Stored data
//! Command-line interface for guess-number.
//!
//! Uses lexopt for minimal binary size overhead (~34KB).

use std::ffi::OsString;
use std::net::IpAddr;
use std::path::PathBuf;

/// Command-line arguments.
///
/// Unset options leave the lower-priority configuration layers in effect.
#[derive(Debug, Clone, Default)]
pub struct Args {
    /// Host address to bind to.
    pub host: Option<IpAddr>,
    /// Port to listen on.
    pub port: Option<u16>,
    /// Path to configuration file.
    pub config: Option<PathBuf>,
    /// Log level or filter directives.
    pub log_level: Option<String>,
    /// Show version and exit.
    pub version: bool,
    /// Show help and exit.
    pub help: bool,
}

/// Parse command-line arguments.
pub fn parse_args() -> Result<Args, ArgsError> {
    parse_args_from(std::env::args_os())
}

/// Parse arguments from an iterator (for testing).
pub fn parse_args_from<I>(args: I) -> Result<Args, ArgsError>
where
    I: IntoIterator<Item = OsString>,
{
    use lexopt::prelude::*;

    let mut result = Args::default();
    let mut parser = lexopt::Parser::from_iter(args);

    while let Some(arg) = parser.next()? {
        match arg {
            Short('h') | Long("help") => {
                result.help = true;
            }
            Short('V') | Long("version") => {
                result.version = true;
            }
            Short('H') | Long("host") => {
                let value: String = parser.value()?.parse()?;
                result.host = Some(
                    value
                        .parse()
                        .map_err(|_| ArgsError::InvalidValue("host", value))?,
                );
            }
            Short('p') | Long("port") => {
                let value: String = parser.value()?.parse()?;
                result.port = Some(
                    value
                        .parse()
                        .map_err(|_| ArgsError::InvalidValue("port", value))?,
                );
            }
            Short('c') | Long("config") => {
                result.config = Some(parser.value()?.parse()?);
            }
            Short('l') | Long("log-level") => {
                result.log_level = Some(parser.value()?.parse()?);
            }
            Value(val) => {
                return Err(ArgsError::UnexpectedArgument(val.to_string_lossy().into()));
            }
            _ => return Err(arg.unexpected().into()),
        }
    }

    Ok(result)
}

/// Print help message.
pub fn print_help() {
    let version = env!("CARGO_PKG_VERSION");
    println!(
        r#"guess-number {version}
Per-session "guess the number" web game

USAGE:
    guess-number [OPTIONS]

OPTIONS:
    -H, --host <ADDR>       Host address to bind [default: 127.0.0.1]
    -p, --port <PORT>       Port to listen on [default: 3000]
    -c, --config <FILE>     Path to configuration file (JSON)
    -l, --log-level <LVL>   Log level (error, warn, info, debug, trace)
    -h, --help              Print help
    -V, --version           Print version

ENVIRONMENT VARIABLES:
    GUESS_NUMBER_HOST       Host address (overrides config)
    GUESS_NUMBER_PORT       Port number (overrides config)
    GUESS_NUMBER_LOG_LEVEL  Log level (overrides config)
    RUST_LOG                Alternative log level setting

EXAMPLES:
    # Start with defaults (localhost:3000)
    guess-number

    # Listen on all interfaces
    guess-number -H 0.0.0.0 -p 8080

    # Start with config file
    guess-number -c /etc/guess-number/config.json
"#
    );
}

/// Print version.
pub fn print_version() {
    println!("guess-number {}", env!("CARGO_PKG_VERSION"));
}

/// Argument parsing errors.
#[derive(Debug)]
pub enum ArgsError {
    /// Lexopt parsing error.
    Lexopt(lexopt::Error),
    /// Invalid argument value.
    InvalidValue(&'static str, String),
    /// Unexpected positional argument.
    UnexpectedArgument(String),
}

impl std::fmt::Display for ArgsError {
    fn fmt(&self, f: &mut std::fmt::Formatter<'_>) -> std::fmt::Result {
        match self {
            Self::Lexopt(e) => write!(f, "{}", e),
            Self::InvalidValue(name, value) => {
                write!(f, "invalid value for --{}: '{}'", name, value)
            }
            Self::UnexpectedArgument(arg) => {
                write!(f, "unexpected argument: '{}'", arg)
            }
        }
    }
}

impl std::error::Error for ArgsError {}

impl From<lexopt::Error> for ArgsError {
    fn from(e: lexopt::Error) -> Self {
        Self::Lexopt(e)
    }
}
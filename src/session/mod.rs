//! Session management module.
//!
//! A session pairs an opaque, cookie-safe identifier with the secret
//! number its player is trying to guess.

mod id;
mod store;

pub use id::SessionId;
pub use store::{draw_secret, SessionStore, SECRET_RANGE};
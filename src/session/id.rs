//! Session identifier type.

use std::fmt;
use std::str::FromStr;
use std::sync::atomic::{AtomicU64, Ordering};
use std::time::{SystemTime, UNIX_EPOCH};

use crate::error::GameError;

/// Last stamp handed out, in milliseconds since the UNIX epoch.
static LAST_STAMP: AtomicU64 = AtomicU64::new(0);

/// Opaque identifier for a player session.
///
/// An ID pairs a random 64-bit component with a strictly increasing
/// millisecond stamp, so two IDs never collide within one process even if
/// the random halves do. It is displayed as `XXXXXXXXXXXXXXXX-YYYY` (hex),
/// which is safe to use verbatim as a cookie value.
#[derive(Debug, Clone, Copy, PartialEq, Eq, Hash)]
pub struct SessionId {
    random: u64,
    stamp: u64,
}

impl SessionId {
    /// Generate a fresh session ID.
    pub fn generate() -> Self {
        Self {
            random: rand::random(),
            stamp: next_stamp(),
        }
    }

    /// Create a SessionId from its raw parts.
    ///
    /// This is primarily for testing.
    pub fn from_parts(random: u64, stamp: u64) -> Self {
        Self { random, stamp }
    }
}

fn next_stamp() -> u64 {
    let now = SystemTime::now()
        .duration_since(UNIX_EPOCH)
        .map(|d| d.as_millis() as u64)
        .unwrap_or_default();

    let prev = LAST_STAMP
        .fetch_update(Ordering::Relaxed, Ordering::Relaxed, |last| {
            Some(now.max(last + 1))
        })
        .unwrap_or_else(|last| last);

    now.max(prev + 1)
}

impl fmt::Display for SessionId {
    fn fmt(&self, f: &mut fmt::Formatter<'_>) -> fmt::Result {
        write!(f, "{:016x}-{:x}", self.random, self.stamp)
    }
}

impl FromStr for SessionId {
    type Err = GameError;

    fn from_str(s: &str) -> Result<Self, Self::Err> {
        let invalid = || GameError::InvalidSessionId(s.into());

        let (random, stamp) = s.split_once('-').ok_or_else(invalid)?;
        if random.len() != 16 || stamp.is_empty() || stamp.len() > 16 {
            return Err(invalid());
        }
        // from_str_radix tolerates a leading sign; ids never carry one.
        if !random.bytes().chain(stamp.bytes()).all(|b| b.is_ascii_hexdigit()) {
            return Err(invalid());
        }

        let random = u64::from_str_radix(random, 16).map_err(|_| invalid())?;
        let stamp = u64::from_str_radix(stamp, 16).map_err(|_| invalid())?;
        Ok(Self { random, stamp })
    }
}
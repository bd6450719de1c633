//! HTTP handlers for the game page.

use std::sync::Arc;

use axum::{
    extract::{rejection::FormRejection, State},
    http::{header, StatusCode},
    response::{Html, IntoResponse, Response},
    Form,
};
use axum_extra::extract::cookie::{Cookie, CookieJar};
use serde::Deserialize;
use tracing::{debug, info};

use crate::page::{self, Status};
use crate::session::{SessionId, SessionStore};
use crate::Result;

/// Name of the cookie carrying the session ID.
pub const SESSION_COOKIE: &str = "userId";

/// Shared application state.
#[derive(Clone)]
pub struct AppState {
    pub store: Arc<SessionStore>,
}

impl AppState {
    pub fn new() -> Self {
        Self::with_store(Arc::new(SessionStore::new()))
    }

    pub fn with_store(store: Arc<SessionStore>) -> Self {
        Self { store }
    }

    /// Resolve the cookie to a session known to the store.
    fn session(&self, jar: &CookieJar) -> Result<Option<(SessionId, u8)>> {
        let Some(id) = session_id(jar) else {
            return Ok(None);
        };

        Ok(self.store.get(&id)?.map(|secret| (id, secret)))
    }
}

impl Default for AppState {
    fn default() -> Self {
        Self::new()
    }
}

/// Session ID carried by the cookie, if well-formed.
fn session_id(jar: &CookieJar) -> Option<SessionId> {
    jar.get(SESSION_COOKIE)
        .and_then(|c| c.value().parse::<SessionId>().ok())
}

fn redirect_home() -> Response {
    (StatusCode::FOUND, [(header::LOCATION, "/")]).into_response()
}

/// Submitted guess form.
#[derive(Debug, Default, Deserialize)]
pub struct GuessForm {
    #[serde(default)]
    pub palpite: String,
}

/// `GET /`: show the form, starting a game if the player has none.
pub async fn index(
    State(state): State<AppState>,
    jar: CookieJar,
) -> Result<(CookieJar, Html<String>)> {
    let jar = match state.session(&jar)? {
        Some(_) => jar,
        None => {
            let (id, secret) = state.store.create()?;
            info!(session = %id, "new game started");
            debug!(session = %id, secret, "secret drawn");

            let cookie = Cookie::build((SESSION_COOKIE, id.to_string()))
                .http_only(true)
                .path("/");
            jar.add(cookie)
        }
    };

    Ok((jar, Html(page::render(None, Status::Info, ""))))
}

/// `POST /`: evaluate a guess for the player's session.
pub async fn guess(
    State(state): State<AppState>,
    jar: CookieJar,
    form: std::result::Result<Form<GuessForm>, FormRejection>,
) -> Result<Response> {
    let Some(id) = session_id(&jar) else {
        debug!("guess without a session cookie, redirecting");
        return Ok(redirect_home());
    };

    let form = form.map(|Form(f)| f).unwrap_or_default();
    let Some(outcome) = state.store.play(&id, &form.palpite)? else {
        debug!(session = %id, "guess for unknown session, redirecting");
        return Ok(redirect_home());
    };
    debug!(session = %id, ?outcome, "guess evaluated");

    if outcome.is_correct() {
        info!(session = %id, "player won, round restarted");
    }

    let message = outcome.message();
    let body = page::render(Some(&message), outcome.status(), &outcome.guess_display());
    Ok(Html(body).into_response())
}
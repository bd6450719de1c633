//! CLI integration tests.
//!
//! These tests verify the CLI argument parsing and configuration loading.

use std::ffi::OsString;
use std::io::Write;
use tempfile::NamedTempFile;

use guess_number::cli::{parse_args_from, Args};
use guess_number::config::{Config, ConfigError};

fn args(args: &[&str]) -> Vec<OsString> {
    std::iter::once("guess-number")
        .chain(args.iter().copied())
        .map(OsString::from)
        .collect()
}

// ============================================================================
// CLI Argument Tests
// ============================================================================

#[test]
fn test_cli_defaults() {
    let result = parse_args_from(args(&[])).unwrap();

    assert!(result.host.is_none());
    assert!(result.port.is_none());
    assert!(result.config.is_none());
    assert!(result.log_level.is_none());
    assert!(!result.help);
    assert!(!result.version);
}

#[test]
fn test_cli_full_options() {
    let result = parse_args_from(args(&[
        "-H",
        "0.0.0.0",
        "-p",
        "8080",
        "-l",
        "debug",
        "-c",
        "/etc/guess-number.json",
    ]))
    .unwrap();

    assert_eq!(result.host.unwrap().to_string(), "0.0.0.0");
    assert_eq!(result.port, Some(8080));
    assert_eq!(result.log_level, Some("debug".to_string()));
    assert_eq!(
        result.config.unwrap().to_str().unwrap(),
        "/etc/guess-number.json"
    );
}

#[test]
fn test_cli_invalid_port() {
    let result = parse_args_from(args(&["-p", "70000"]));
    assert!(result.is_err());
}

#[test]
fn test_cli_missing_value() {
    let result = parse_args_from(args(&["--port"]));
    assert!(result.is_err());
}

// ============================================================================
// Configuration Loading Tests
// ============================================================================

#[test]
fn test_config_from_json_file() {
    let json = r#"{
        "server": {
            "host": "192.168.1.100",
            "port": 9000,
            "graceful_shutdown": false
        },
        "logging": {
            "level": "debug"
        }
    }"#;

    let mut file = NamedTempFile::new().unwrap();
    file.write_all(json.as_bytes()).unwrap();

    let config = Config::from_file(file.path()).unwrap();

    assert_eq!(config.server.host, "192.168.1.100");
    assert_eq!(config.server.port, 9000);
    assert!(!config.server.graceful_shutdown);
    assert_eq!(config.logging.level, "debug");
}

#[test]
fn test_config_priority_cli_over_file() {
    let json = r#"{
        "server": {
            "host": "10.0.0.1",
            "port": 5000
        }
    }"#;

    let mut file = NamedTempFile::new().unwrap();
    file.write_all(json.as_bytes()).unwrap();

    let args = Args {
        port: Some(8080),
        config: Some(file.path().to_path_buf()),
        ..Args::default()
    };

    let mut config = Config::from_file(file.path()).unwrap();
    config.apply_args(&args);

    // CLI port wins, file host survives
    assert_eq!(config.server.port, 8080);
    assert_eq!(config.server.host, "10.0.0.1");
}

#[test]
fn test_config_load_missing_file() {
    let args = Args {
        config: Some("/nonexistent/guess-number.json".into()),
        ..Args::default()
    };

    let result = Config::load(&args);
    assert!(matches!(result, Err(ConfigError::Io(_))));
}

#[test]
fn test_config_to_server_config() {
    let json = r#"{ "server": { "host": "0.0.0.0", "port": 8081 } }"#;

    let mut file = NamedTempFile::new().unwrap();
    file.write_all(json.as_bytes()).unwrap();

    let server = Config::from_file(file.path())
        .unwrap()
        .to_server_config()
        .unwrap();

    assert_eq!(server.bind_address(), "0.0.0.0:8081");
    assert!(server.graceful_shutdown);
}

## Task to carry out
When the word "derive" occurs in a line above, list that line.

## Written response
#[derive(Debug, Clone, Default)]
#[derive(Debug)]
#[derive(Debug, Clone, Copy, PartialEq, Eq, Hash)]
#[derive(Clone)]
#[derive(Debug, Default, Deserialize)]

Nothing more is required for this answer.